Each entry that follows needs to be written out exactly, with nothing left out.

## [EXERCISE DATA]
BEGIN

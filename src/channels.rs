//! Per-channel user membership tracking.
//!
//! The registry maps case-folded channel names to the set of users known
//! to be present, each carrying the status prefix most recently observed
//! for them. All mutation and enumeration happen under a single lock;
//! enumeration copies snapshots out before releasing it.

use std::collections::HashMap;
use std::hash::{Hash, Hasher};
use std::sync::Mutex;

use crate::casemap::{irc_eq, irc_to_lower};

/// A user present in a channel.
///
/// The prefix encodes channel status: `""` (none), `"+"` (voiced),
/// `"@"` (operator), or `"@+"` (both). Two users are equal iff their
/// nicks match case-insensitively; the prefix is metadata.
#[derive(Clone, Debug)]
pub struct ChannelUser {
    prefix: String,
    nick: String,
}

impl ChannelUser {
    /// Build a user record from a status prefix and a nick.
    pub fn new(prefix: impl Into<String>, nick: impl Into<String>) -> Self {
        Self {
            prefix: prefix.into(),
            nick: nick.into(),
        }
    }

    /// The status prefix (`""`, `"+"`, `"@"`, `"@+"`, or a server-specific
    /// sigil from a names reply).
    pub fn prefix(&self) -> &str {
        &self.prefix
    }

    /// The nick.
    pub fn nick(&self) -> &str {
        &self.nick
    }

    /// Whether the user holds operator status.
    pub fn is_op(&self) -> bool {
        self.prefix.contains('@')
    }

    /// Whether the user holds voice.
    pub fn has_voice(&self) -> bool {
        self.prefix.contains('+')
    }
}

impl PartialEq for ChannelUser {
    fn eq(&self, other: &Self) -> bool {
        irc_eq(&self.nick, &other.nick)
    }
}

impl Eq for ChannelUser {}

impl Hash for ChannelUser {
    fn hash<H: Hasher>(&self, state: &mut H) {
        irc_to_lower(&self.nick).hash(state);
    }
}

impl std::fmt::Display for ChannelUser {
    fn fmt(&self, f: &mut std::fmt::Formatter<'_>) -> std::fmt::Result {
        write!(f, "{}{}", self.prefix, self.nick)
    }
}

/// Status updates applied to a user record by the mode processor.
#[derive(Clone, Copy, Debug, PartialEq, Eq)]
pub(crate) enum StatusChange {
    GrantOp,
    RevokeOp,
    GrantVoice,
    RevokeVoice,
}

/// Channel membership tables for one connection.
#[derive(Debug, Default)]
pub struct ChannelRegistry {
    channels: Mutex<HashMap<String, HashMap<String, ChannelUser>>>,
}

impl ChannelRegistry {
    /// Create an empty registry.
    pub fn new() -> Self {
        Self::default()
    }

    /// Add a user to a channel, replacing any existing record for the nick.
    pub(crate) fn add_user(&self, channel: &str, user: ChannelUser) {
        let channel = irc_to_lower(channel);
        let key = irc_to_lower(user.nick());
        let mut channels = self.channels.lock().unwrap();
        channels.entry(channel).or_default().insert(key, user);
    }

    /// Remove a user from a channel, returning the removed record.
    pub(crate) fn remove_user(&self, channel: &str, nick: &str) -> Option<ChannelUser> {
        let channel = irc_to_lower(channel);
        let key = irc_to_lower(nick);
        let mut channels = self.channels.lock().unwrap();
        channels.get_mut(&channel).and_then(|users| users.remove(&key))
    }

    /// Remove a user from every channel.
    pub(crate) fn remove_user_everywhere(&self, nick: &str) {
        let key = irc_to_lower(nick);
        let mut channels = self.channels.lock().unwrap();
        for users in channels.values_mut() {
            users.remove(&key);
        }
    }

    /// Rename a user in every channel they appear in, keeping their prefix.
    pub(crate) fn rename_user(&self, old_nick: &str, new_nick: &str) {
        let old_key = irc_to_lower(old_nick);
        let new_key = irc_to_lower(new_nick);
        let mut channels = self.channels.lock().unwrap();
        for users in channels.values_mut() {
            if let Some(user) = users.remove(&old_key) {
                users.insert(
                    new_key.clone(),
                    ChannelUser::new(user.prefix().to_owned(), new_nick),
                );
            }
        }
    }

    /// Drop an entire channel.
    pub(crate) fn remove_channel(&self, channel: &str) {
        let channel = irc_to_lower(channel);
        self.channels.lock().unwrap().remove(&channel);
    }

    /// Drop every channel.
    pub(crate) fn clear(&self) {
        self.channels.lock().unwrap().clear();
    }

    /// Apply an op/voice status change to a user's record, creating the
    /// record if the user was unknown in the channel so the new status is
    /// not lost.
    pub(crate) fn update_user(&self, channel: &str, change: StatusChange, nick: &str) {
        let channel = irc_to_lower(channel);
        let key = irc_to_lower(nick);
        let mut channels = self.channels.lock().unwrap();
        let users = channels.entry(channel).or_default();
        let current = users
            .get(&key)
            .cloned()
            .unwrap_or_else(|| ChannelUser::new("", nick));

        let prefix = match change {
            StatusChange::GrantOp => {
                if current.has_voice() {
                    "@+"
                } else {
                    "@"
                }
            }
            StatusChange::RevokeOp => {
                if current.has_voice() {
                    "+"
                } else {
                    ""
                }
            }
            StatusChange::GrantVoice => {
                if current.is_op() {
                    "@+"
                } else {
                    "+"
                }
            }
            StatusChange::RevokeVoice => {
                if current.is_op() {
                    "@"
                } else {
                    ""
                }
            }
        };
        users.insert(key, ChannelUser::new(prefix, current.nick().to_owned()));
    }

    /// Snapshot of the users in a channel; empty if we are not in it.
    pub fn users(&self, channel: &str) -> Vec<ChannelUser> {
        let channel = irc_to_lower(channel);
        let channels = self.channels.lock().unwrap();
        channels
            .get(&channel)
            .map(|users| users.values().cloned().collect())
            .unwrap_or_default()
    }

    /// Whether a nick is present in a channel. `None` if we are not in the
    /// channel ourselves.
    pub fn is_user_in_channel(&self, nick: &str, channel: &str) -> Option<bool> {
        let channel = irc_to_lower(channel);
        let key = irc_to_lower(nick);
        let channels = self.channels.lock().unwrap();
        channels.get(&channel).map(|users| users.contains_key(&key))
    }

    /// Snapshot of the channels we are currently in (case-folded names).
    pub fn channels(&self) -> Vec<String> {
        self.channels.lock().unwrap().keys().cloned().collect()
    }
}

END

## [EXPECTED ANSWER]
filename src/channels.rs
//! Per-channel user membership tracking.
//!
//! The registry maps case-folded channel names to the set of users known
//! to be present, each carrying the status prefix most recently observed
//! for them. All mutation and enumeration happen under a single lock;
//! enumeration copies snapshots out before releasing it.

use std::collections::HashMap;
use std::hash::{Hash, Hasher};
use std::sync::Mutex;

use crate::casemap::{irc_eq, irc_to_lower};

/// A user present in a channel.
///
/// The prefix encodes channel status: `""` (none), `"+"` (voiced),
/// `"@"` (operator), or `"@+"` (both). Two users are equal iff their
/// nicks match case-insensitively; the prefix is metadata.
#[derive(Clone, Debug)]
pub struct ChannelUser {
    prefix: String,
    nick: String,
}

impl ChannelUser {
    /// Build a user record from a status prefix and a nick.
    pub fn new(prefix: impl Into<String>, nick: impl Into<String>) -> Self {
        Self {
            prefix: prefix.into(),
            nick: nick.into(),
        }
    }

    /// The status prefix (`""`, `"+"`, `"@"`, `"@+"`, or a server-specific
    /// sigil from a names reply).
    pub fn prefix(&self) -> &str {
        &self.prefix
    }

    /// The nick.
    pub fn nick(&self) -> &str {
        &self.nick
    }

    /// Whether the user holds operator status.
    pub fn is_op(&self) -> bool {
        self.prefix.contains('@')
    }

    /// Whether the user holds voice.
    pub fn has_voice(&self) -> bool {
        self.prefix.contains('+')
    }
}

impl PartialEq for ChannelUser {
    fn eq(&self, other: &Self) -> bool {
        irc_eq(&self.nick, &other.nick)
    }
}

impl Eq for ChannelUser {}

impl Hash for ChannelUser {
    fn hash<H: Hasher>(&self, state: &mut H) {
        irc_to_lower(&self.nick).hash(state);
    }
}

impl std::fmt::Display for ChannelUser {
    fn fmt(&self, f: &mut std::fmt::Formatter<'_>) -> std::fmt::Result {
        write!(f, "{}{}", self.prefix, self.nick)
    }
}

/// Status updates applied to a user record by the mode processor.
#[derive(Clone, Copy, Debug, PartialEq, Eq)]
pub(crate) enum StatusChange {
    GrantOp,
    RevokeOp,
    GrantVoice,
    RevokeVoice,
}

/// Channel membership tables for one connection.
#[derive(Debug, Default)]
pub struct ChannelRegistry {
    channels: Mutex<HashMap<String, HashMap<String, ChannelUser>>>,
}

impl ChannelRegistry {
    /// Create an empty registry.
    pub fn new() -> Self {
        Self::default()
    }

    /// Add a user to a channel, replacing any existing record for the nick.
    pub(crate) fn add_user(&self, channel: &str, user: ChannelUser) {
        let channel = irc_to_lower(channel);
        let key = irc_to_lower(user.nick());
        let mut channels = self.channels.lock().unwrap();
        channels.entry(channel).or_default().insert(key, user);
    }

    /// Remove a user from a channel, returning the removed record.
    pub(crate) fn remove_user(&self, channel: &str, nick: &str) -> Option<ChannelUser> {
        let channel = irc_to_lower(channel);
        let key = irc_to_lower(nick);
        let mut channels = self.channels.lock().unwrap();
        channels.get_mut(&channel).and_then(|users| users.remove(&key))
    }

    /// Remove a user from every channel.
    pub(crate) fn remove_user_everywhere(&self, nick: &str) {
        let key = irc_to_lower(nick);
        let mut channels = self.channels.lock().unwrap();
        for users in channels.values_mut() {
            users.remove(&key);
        }
    }

    /// Rename a user in every channel they appear in, keeping their prefix.
    pub(crate) fn rename_user(&self, old_nick: &str, new_nick: &str) {
        let old_key = irc_to_lower(old_nick);
        let new_key = irc_to_lower(new_nick);
        let mut channels = self.channels.lock().unwrap();
        for users in channels.values_mut() {
            if let Some(user) = users.remove(&old_key) {
                users.insert(
                    new_key.clone(),
                    ChannelUser::new(user.prefix().to_owned(), new_nick),
                );
            }
        }
    }

    /// Drop an entire channel.
    pub(crate) fn remove_channel(&self, channel: &str) {
        let channel = irc_to_lower(channel);
        self.channels.lock().unwrap().remove(&channel);
    }

    /// Drop every channel.
    pub(crate) fn clear(&self) {
        self.channels.lock().unwrap().clear();
    }

    /// Apply an op/voice status change to a user's record, creating the
    /// record if the user was unknown in the channel so the new status is
    /// not lost.
    pub(crate) fn update_user(&self, channel: &str, change: StatusChange, nick: &str) {
        let channel = irc_to_lower(channel);
        let key = irc_to_lower(nick);
        let mut channels = self.channels.lock().unwrap();
        let users = channels.entry(channel).or_default();
        let current = users
            .get(&key)
            .cloned()
            .unwrap_or_else(|| ChannelUser::new("", nick));

        let prefix = match change {
            StatusChange::GrantOp => {
                if current.has_voice() {
                    "@+"
                } else {
                    "@"
                }
            }
            StatusChange::RevokeOp => {
                if current.has_voice() {
                    "+"
                } else {
                    ""
                }
            }
            StatusChange::GrantVoice => {
                if current.is_op() {
                    "@+"
                } else {
                    "+"
                }
            }
            StatusChange::RevokeVoice => {
                if current.is_op() {
                    "@"
                } else {
                    ""
                }
            }
        };
        users.insert(key, ChannelUser::new(prefix, current.nick().to_owned()));
    }

    /// Snapshot of the users in a channel; empty if we are not in it.
    pub fn users(&self, channel: &str) -> Vec<ChannelUser> {
        let channel = irc_to_lower(channel);
        let channels = self.channels.lock().unwrap();
        channels
            .get(&channel)
            .map(|users| users.values().cloned().collect())
            .unwrap_or_default()
    }

    /// Whether a nick is present in a channel. `None` if we are not in the
    /// channel ourselves.
    pub fn is_user_in_channel(&self, nick: &str, channel: &str) -> Option<bool> {
        let channel = irc_to_lower(channel);
        let key = irc_to_lower(nick);
        let channels = self.channels.lock().unwrap();
        channels.get(&channel).map(|users| users.contains_key(&key))
    }

    /// Snapshot of the channels we are currently in (case-folded names).
    pub fn channels(&self) -> Vec<String> {
        self.channels.lock().unwrap().keys().cloned().collect()
    }
}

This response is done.